Internal consistency for each subscale of the BCIS was consistent across groups, somewhat higher for self-reflectiveness than for self-certainty. Previous findings for the schizophrenia group [
2,
3] were thereby replicated. These findings are also in line with the results by Warman
et al.[
5] which point out that the factor loadings and internal consistencies of the BCIS were similar for healthy controls and the two groups of inpatients in Beck's original paper. To our knowledge the psychometric properties of the BCIS have not previously been published for a bipolar sample.
The psychometric properties of the BCIS were similar for normal controls to what we found in schizophrenia and bipolar disorder. However, the self-reflectiveness scores in the two patient groups were actually higher than in the control group, although not statistically significant.Similar findings concerning scores on subscale self-reflectiveness was found in a recent study by Warman
et al.[
5] comparing scores of undergraduate students with patients diagnosed with schizophrenia or schizoaffective disorder. In this study the controls scored non-significantly lower on self-reflectiveness and significantly lower on self-certainty than subjects in the schizophrenia group. Similarly, in a study by Eric Granholm (personal communication) middle aged and older controls obtained self-reflectiveness and self-certainty scores that were lower than the patient scores in the Beck study.
We wanted to investigate if different scoring profiles were present in the three groups. Comparing scores across these groups on component I which includes "unusual experiences" disclosed a significantly lower score for controls than both patient groups. This discrepancy indicates that the control subjects interpret the statements of these particular items rather differently from the patients, which is understandable due to lack of psychotic experiences in this group. Control subjects and patients seem to have a different reference point for 4 out of the 9 items in self-reflectiveness.

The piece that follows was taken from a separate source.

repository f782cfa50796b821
pub mod panels;
pub mod plot;
pub mod table;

This implies that comparison of scores between control subjects and patients should be carried out only for component II. On the other hand, the two components within self-reflectiveness were fairly strongly correlated for all groups, and consequently, there was no clear indication that they constitute two separate dimensions. Provided that the scores of the controls are not compared with patients whose interpretation of items involving "unusual experiences" are likely to be different, all items in subscale self-reflectiveness might be applicable for controls for means of investigating relations between cognitive insight and other domains such as psychopathology.

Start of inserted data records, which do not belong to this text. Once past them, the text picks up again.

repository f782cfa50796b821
use std::collections::BTreeSet;
use std::path::Path;
use std::sync::Arc;

use arrow::array::{Array, AsArray};
use arrow::datatypes::{DataType, Float32Type, Float64Type, Int32Type, Int64Type};
use arrow::util::display::array_value_to_string;
use parquet::arrow::arrow_reader::ParquetRecordBatchReaderBuilder;
use serde_json::Value as JsonValue;

use super::error::{LoadError, LoadResult};
use super::model::{CellValue, MovieTable, Record, GENRE_COLUMN, TITLE_COLUMN};

/// File extensions offered by the open dialog.
pub const SUPPORTED_EXTENSIONS: &[&str] = &["csv", "tsv", "tab", "txt", "json", "parquet", "pq"];

// ---------------------------------------------------------------------------
// Public entry-point
// ---------------------------------------------------------------------------

/// Load a movie table from a file.  Dispatch by extension.
///
/// Supported formats:
/// * `.csv` / `.txt` / no extension – comma-delimited, header row first
/// * `.tsv` / `.tab` – tab-delimited, header row first
/// * `.json` – `[{ "Title": ..., "Genre": ..., "Rating": ... }, ...]`
/// * `.parquet` – any flat Parquet file; columns come from the schema
pub fn load_file(path: &Path) -> LoadResult<MovieTable> {
    let ext = path
        .extension()
        .and_then(|e| e.to_str())
        .unwrap_or("")
        .to_ascii_lowercase();

    match ext.as_str() {
        "csv" | "txt" | "" => load_delimited(path, b','),
        "tsv" | "tab" => load_delimited(path, b'\t'),
        "json" => load_json(path),
        "parquet" | "pq" => load_parquet(path),
        other => Err(LoadError::UnsupportedExtension(other.to_string())),
    }
}

// ---------------------------------------------------------------------------
// Delimited text loader
// ---------------------------------------------------------------------------

/// Header row with column names, one record per following line.
/// Short rows are padded with nulls; long rows are rejected.
fn load_delimited(path: &Path, delimiter: u8) -> LoadResult<MovieTable> {
    let mut reader = csv::ReaderBuilder::new()
        .delimiter(delimiter)
        .flexible(true)
        .from_path(path)?;

    let headers: Vec<String> = reader.headers()?.iter().map(|h| h.to_string()).collect();
    if headers.is_empty() {
        return Err(LoadError::Malformed(format!(
            "{} has no header row",
            path.display()
        )));
    }

    let mut records = Vec::new();

    for result in reader.records() {
        let row = result?;
        if row.len() > headers.len() {
            let line = row.position().map_or(0, |p| p.line());
            return Err(LoadError::Malformed(format!(
                "line {line}: expected {} fields, saw {}",
                headers.len(),
                row.len()
            )));
        }

        let mut record = Record::new();
        for (col_idx, col_name) in headers.iter().enumerate() {
            // Duplicate headers keep their first value.
            if record.contains_key(col_name) {
                continue;
            }
            // Title and genre stay verbatim so "007" or "1e3" keep their spelling.
            let parse: fn(&str) -> CellValue = if col_name == TITLE_COLUMN || col_name == GENRE_COLUMN {
                CellValue::text
            } else {
                CellValue::guess
            };
            let value = row.get(col_idx).map_or(CellValue::Null, parse);
            record.insert(col_name.clone(), value);
        }
        records.push(record);
    }

    Ok(MovieTable::from_records(headers, records))
}

// ---------------------------------------------------------------------------
// JSON loader
// ---------------------------------------------------------------------------

/// Expected JSON schema (records-oriented, the default `df.to_json(orient='records')`):
///
/// ```json
/// [
///   { "Title": "Heat", "Genre": "Crime", "Rating": 8.3, "Year": 1995 },
///   ...
/// ]
/// ```
///
/// A column exists when at least one record carries the key.
fn load_json(path: &Path) -> LoadResult<MovieTable> {
    let text = std::fs::read_to_string(path).map_err(|e| LoadError::io(path, e))?;
    let root: JsonValue = serde_json::from_str(&text)?;

    let rows = root
        .as_array()
        .ok_or_else(|| LoadError::Malformed("expected a top-level JSON array".into()))?;

    let mut column_names = Vec::new();
    let mut seen = BTreeSet::new();
    let mut records = Vec::with_capacity(rows.len());

    for (i, row) in rows.iter().enumerate() {
        let obj = row
            .as_object()
            .ok_or_else(|| LoadError::Malformed(format!("row {i} is not a JSON object")))?;

        let mut record = Record::new();
        for (key, val) in obj {
            if seen.insert(key.clone()) {
                column_names.push(key.clone());
            }
            record.insert(key.clone(), json_to_cell(val));
        }
        records.push(record);
    }

    Ok(MovieTable::from_records(column_names, records))
}

fn json_to_cell(val: &JsonValue) -> CellValue {
    match val {
        JsonValue::String(s) => CellValue::String(s.clone()),
        JsonValue::Number(n) => {
            if let Some(i) = n.as_i64() {
                CellValue::Integer(i)
            } else if let Some(f) = n.as_f64() {
                CellValue::Float(f)
            } else {
                CellValue::String(n.to_string())
            }
        }
        JsonValue::Bool(b) => CellValue::Bool(*b),
        JsonValue::Null => CellValue::Null,
        other => CellValue::String(other.to_string()),
    }
}

// ---------------------------------------------------------------------------
// Parquet loader
// ---------------------------------------------------------------------------

/// Load a Parquet file holding one movie per row.
///
/// Works with files written by both **Pandas** (`df.to_parquet()`) and
/// **Polars** (`df.write_parquet()`).  Nested columns are rendered as text.
fn load_parquet(path: &Path) -> LoadResult<MovieTable> {
    let file = std::fs::File::open(path).map_err(|e| LoadError::io(path, e))?;
    let builder = ParquetRecordBatchReaderBuilder::try_new(file)?;
    let column_names: Vec<String> = builder
        .schema()
        .fields()
        .iter()
        .map(|f| f.name().clone())
        .collect();
    let reader = builder.build()?;

    let mut records = Vec::new();

    for batch_result in reader {
        let batch = batch_result?;
        for row in 0..batch.num_rows() {
            let mut record = Record::new();
            for (col_idx, col_name) in column_names.iter().enumerate() {
                if record.contains_key(col_name) {
                    continue;
                }
                let value = extract_cell(batch.column(col_idx), row)?;
                record.insert(col_name.clone(), value);
            }
            records.push(record);
        }
    }

    Ok(MovieTable::from_records(column_names, records))
}

/// Extract a single cell from an Arrow column at a given row.
fn extract_cell(col: &Arc<dyn Array>, row: usize) -> LoadResult<CellValue> {
    if col.is_null(row) {
        return Ok(CellValue::Null);
    }
    let value = match col.data_type() {
        DataType::Utf8 => CellValue::String(col.as_string::<i32>().value(row).to_string()),
        DataType::LargeUtf8 => CellValue::String(col.as_string::<i64>().value(row).to_string()),
        DataType::Int32 => CellValue::Integer(col.as_primitive::<Int32Type>().value(row) as i64),
        DataType::Int64 => CellValue::Integer(col.as_primitive::<Int64Type>().value(row)),
        DataType::Float32 => CellValue::Float(col.as_primitive::<Float32Type>().value(row) as f64),
        DataType::Float64 => CellValue::Float(col.as_primitive::<Float64Type>().value(row)),
        DataType::Boolean => CellValue::Bool(col.as_boolean().value(row)),
        _ => CellValue::String(array_value_to_string(col.as_ref(), row)?),
    };
    Ok(value)
}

We also investigated the scores on each of these components in our bipolar sample and found that the patients with and without previous psychotic episodes did not come out differently. This could be considered as additional support to the applicability of the scale in bipolar samples.

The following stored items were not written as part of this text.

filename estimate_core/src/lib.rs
//! # estimate_core - Metal Building Estimator Engine
//!
//! `estimate_core` holds everything behind the estimator wizard: the
//! configuration store, the pricing engine and the wizard cursors. There is
//! no UI here; a front end drives the store and renders what it reads back.
//!
//! ## Design Philosophy
//!
//! - **Explicit state**: one [`EstimateStore`] value per estimate, constructed and passed around
//! - **Pure pricing**: [`compute_pricing`] is a function of its inputs, in exact decimal
//! - **Forgiving setters**: the store clamps or ignores bad values; strict checks live at [`patch::parse_patch`]
//! - **JSON-First**: every record implements Serialize/Deserialize
//!
//! ## Quick Start
//!
//! ```rust
//! use estimate_core::{EstimateStore, EstimatorSettings};
//! use estimate_core::model::{DoorConfig, OpeningSize};
//!
//! let mut store = EstimateStore::new(&EstimatorSettings::default());
//! store.add_door(DoorConfig::roll_up(OpeningSize::new(8, 8)));
//!
//! for (label, amount) in store.pricing().line_items() {
//!     println!("{label}: ${amount}");
//! }
//! ```
//!
//! ## Modules
//!
//! - [`store`] - The estimate store: setters, door/window CRUD, navigation, load/save
//! - [`model`] - Customer, building, accessories, colors, concrete and contract records
//! - [`pricing`] - Pricing engine and rate table
//! - [`wizard`] - Bounded step cursors
//! - [`persistence`] - Snapshot format and storage adapters
//! - [`patch`] - Validated parsing of partial-update payloads
//! - [`settings`] - Deployment settings
//! - [`units`] - Type-safe unit wrappers
//! - [`errors`] - Structured error types

pub mod errors;
pub mod model;
pub mod patch;
pub mod persistence;
pub mod pricing;
pub mod settings;
pub mod store;
pub mod units;
pub mod wizard;

// Re-export commonly used types at crate root for convenience
pub use errors::{EstimateError, EstimateResult};
pub use persistence::{EstimateSnapshot, MemorySnapshotStore, SnapshotStore};
#[cfg(not(target_arch = "wasm32"))]
pub use persistence::FileSnapshotStore;
pub use pricing::{compute_pricing, PricingBreakdown, PricingRates};
pub use settings::{load_settings, EstimatorSettings};
pub use store::EstimateStore;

Self-reflectiveness and self-certainty were weakly or moderately intercorrelated in the groups suggesting that they represent different dimensions. Self-certainty showed a highly significant positive correlation with G12 scores in the schizophrenia group, indicating that mental inflexibility is possibly associated with poor clinical insight of illness. For self-reflectiveness a significant negative correlation was found for this group, suggesting that the capacity to reflect on anomalous experiences is linked to insight of illness. Further exploration of self-certainty could expand our knowledge of cognitive processes involved in insight of illness in general, and in particular comprehending patients' lack of insight related to treatment need. The relationship between poor mental flexibility and both symptoms and cognition are not known, and investigating these associations could represent important topics for future studies.